The end result of a process of normalization is that a few (or single) large tables get broken down into smaller tables which can be more compactly stored, and in which entities are separated, but which also allow the recreation of the original dataset.
Iterative Database Design Exercise
We will use the Survey Data Set.
- We will work in "Groups" for 30 minutes -- to iteratively design a database from the "Who Are We" Survey data.
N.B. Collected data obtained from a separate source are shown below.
//! # scan-core
//!
//! Core types and traits for the tumor scan bot: [`Bot`], [`Handler`], message and user types,
//! and tracing initialization. Transport-agnostic; used by handler-chain, scan-handlers and tumor-bot.

pub mod bot;
pub mod error;
pub mod logger;
pub mod types;

pub use bot::{parse_message_id, Bot};
pub use error::{HandlerError, Result, ScanError};
pub use logger::init_tracing;
pub use types::{
    Chat, Handler, HandlerResponse, Message, MessageKind, ToCoreMessage,
    ToCoreUser, User,
};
- There are 2 Sub-Teams per group:
- White Sub-Team are the Designers
- Black Sub-Team are the 'Bug Finders' -- Critique design in terms of the 'Design Goals and Normalization Rules above.
- Rapidly work your way through at least 2 iterations.
- Iteration 1: White Team initial design. Black Team Critique.
- Iteration 2: White Team re-design. Black Team Re-Critique.
- Last Part of Class we will have a couple of Teams present their Designs.
- Tuesday I will present a 'Normalized' Design for the Survey Dataset
TEXT READINGS
TIA 3rd Edn: Chapter 11. 462 -- 503
TIA 4th Edn: Chapter 11. pp 484 -- 525
Resources
- The Essence of SQL. A Guide to Learning the Most SQL in the Least Amount of Time. 1996. By David Rozenshtein
The Query Trace mechanism covered in this lecure comes from this book.
- SQL Visual Quickstart Guide. 2005. By Chris Fehily.
A practical introduction to developing queries.
- "Practical Issues in Database Management. Chapter 5. By Fabian Pascal.
The principles of Database Design are very practically set forth in this book.